THE IMPLICATIONS OF SUBJECTIVE RECOGNITION OF MALIGNANT-CELLS IN ASPIRATIONS FOR THE GRADING OF PROSTATIC-CANCER USING CELL IMAGE-ANALYSIS

  • 1 January 1982
    • journal article
    • research article
    • Vol. 4  (2) , 123-127
Abstract
A pilot study of selective morphometry was performed in smear preparations from fine needle aspirates of 6 cytologically graded prostatic carcinomas. Given the instruction to select carcinoma cells with large nuclei for measurement, cytochnologists and a cytopathologist differed in the selection of cells from grade III tumors. The cytotechnologists had discarded large bare atypical nuclei because they assumed that these were degenerated cells.

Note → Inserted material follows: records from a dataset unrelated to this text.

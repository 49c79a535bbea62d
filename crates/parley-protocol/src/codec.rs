//! Codec for encoding and decoding chat events.
//!
//! This module provides MessagePack-based serialization with length-prefixed
//! framing. The functions are generic over the event type so the same codec
//! serves both directions of the wire.

use bytes::{Buf, BufMut, Bytes, BytesMut};
use serde::de::DeserializeOwned;
use serde::Serialize;
use thiserror::Error;

/// Maximum frame size (1 MiB). Chat events are small; anything larger is
/// a protocol violation.
pub const MAX_FRAME_SIZE: usize = 1024 * 1024;

/// Length prefix size in bytes.
pub const LENGTH_PREFIX_SIZE: usize = 4;

/// Protocol errors that can occur during encoding/decoding.
#[derive(Debug, Error)]
pub enum ProtocolError {
    /// Frame exceeds maximum size.
    #[error("Frame size {0} exceeds maximum {MAX_FRAME_SIZE}")]
    FrameTooLarge(usize),

    /// Not enough data to decode frame.
    #[error("Incomplete frame: need {0} more bytes")]
    Incomplete(usize),

    /// MessagePack encoding error.
    #[error("Encoding error: {0}")]
    Encode(#[from] rmp_serde::encode::Error),

    /// MessagePack decoding error.
    #[error("Decoding error: {0}")]
    Decode(#[from] rmp_serde::decode::Error),
}

/// Encode an event to bytes.
///
/// The encoded format is:
/// - 4 bytes: Big-endian length prefix
/// - N bytes: MessagePack-encoded event
///
/// # Errors
///
/// Returns an error if the event is too large or encoding fails.
pub fn encode<T: Serialize>(event: &T) -> Result<Bytes, ProtocolError> {
    let payload = rmp_serde::to_vec_named(event)?;

    if payload.len() > MAX_FRAME_SIZE {
        return Err(ProtocolError::FrameTooLarge(payload.len()));
    }

    let mut buf = BytesMut::with_capacity(LENGTH_PREFIX_SIZE + payload.len());
    buf.put_u32(payload.len() as u32);
    buf.extend_from_slice(&payload);

    Ok(buf.freeze())
}

/// Encode an event into an existing buffer.
///
/// # Errors
///
/// Returns an error if the event is too large or encoding fails.
pub fn encode_into<T: Serialize>(event: &T, buf: &mut BytesMut) -> Result<(), ProtocolError> {
    let payload = rmp_serde::to_vec_named(event)?;

    if payload.len() > MAX_FRAME_SIZE {
        return Err(ProtocolError::FrameTooLarge(payload.len()));
    }

    buf.reserve(LENGTH_PREFIX_SIZE + payload.len());
    buf.put_u32(payload.len() as u32);
    buf.extend_from_slice(&payload);

    Ok(())
}

/// Decode an event from bytes.
///
/// # Errors
///
/// Returns an error if the data is incomplete, too large, or invalid.
pub fn decode<T: DeserializeOwned>(data: &[u8]) -> Result<T, ProtocolError> {
    if data.len() < LENGTH_PREFIX_SIZE {
        return Err(ProtocolError::Incomplete(LENGTH_PREFIX_SIZE - data.len()));
    }

    let length = u32::from_be_bytes([data[0], data[1], data[2], data[3]]) as usize;

    if length > MAX_FRAME_SIZE {
        return Err(ProtocolError::FrameTooLarge(length));
    }

    let total_size = LENGTH_PREFIX_SIZE + length;
    if data.len() < total_size {
        return Err(ProtocolError::Incomplete(total_size - data.len()));
    }

    let event = rmp_serde::from_slice(&data[LENGTH_PREFIX_SIZE..total_size])?;
    Ok(event)
}

/// Try to decode an event from a buffer, advancing it if successful.
///
/// Returns `Ok(Some(event))` if a complete frame was decoded,
/// `Ok(None)` if more data is needed, or `Err` on protocol error.
///
/// # Errors
///
/// Returns an error if the frame is too large or invalid.
pub fn decode_from<T: DeserializeOwned>(buf: &mut BytesMut) -> Result<Option<T>, ProtocolError> {
    if buf.len() < LENGTH_PREFIX_SIZE {
        return Ok(None);
    }

    let length = u32::from_be_bytes([buf[0], buf[1], buf[2], buf[3]]) as usize;

    if length > MAX_FRAME_SIZE {
        return Err(ProtocolError::FrameTooLarge(length));
    }

    let total_size = LENGTH_PREFIX_SIZE + length;
    if buf.len() < total_size {
        return Ok(None);
    }

    buf.advance(LENGTH_PREFIX_SIZE);
    let payload = buf.split_to(length);
    let event = rmp_serde::from_slice(&payload)?;

    Ok(Some(event))
}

Transmission electron microscopy, using an open face-embedding technique, demonstrated, however, that these cells were not degenerated but were poorly differentiated carcinoma cells that had lost their cytoplasm during smear preparation. It is obviously of great importance for the morphometric discrimination of grade I and grade III carcinomas that such bare atypical nuclei by included in the selections of cells to be measured. The measurement of 20 selected cells per smear preparation is sufficient for accurate morphometric grading and such measurements are reproducible.